Recently, the success of immunotherapeutic agents that target immune-checkpoint molecules like cytotoxic T lymphocyte-associated antigen-4 (CTLA-4), programmed cell death- 1 (PD-1), and programmed cell death ligands (PD-L1 and PDL-2) in the treatment of cancer has been described. Currently, PD-1, PD-L1, and CTLA-4 inhibitors are being tried as single agents, and in combinations, in various clinical trials around the world with promising preliminary results. These agents seem to have a more tolerable toxicity profile.
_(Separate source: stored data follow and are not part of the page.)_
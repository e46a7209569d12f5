//! Registry and fan-out benchmarks.

use bytes::Bytes;
use criterion::{BenchmarkId, Criterion, Throughput, criterion_group, criterion_main};
use ironchat_bench::workload::{drain_queues, populated_registry};
use std::hint::black_box;

fn benchmark_snapshot(c: &mut Criterion) {
    let mut group = c.benchmark_group("registry_snapshot");

    for peers in [2usize, 16, 128] {
        let (registry, _queues) = populated_registry(peers);
        group.bench_with_input(BenchmarkId::from_parameter(peers), &registry, |b, registry| {
            b.iter(|| registry.snapshot_excluding(black_box("user-0")))
        });
    }

    group.finish();
}

fn benchmark_fan_out(c: &mut Criterion) {
    let mut group = c.benchmark_group("fan_out");
    let frame = Bytes::from_static(b"user-0: the quick brown fox jumps over the lazy dog\n");

    for peers in [2usize, 16, 128] {
        let (registry, mut queues) = populated_registry(peers);
        group.throughput(Throughput::Elements(peers as u64 - 1));
        group.bench_function(BenchmarkId::from_parameter(peers), |b| {
            b.iter(|| {
                for (_, peer) in registry.snapshot_excluding("user-0") {
                    let _ = peer.deliver(frame.clone());
                }
                drain_queues(&mut queues)
            })
        });
    }

    group.finish();
}

criterion_group!(benches, benchmark_snapshot, benchmark_fan_out);
criterion_main!(benches);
The activity of immunotherapeutic agents seem to depend on the tumor microenvironment. High concentrations of tumor-specific CD8+ lymphocytes, NK cells, and tumor antigens seem to enhance the antitumor effects of these agents. This has stimulated the concept of an initial cytotoxic chemotherapy or radiation therapy followed by immunotherapy. Perhaps, the next generation of clinical trials on advanced SCCHN should focus on cytotoxic chemotherapy and immunotherapy in various combinations.

Disclosure

The author has no conflict of interest with regards to this work.

Acknowledgement

I thank Dr. Taofeek Owonikoko for reviewing and making suggestions towards the final draft if this manuscript.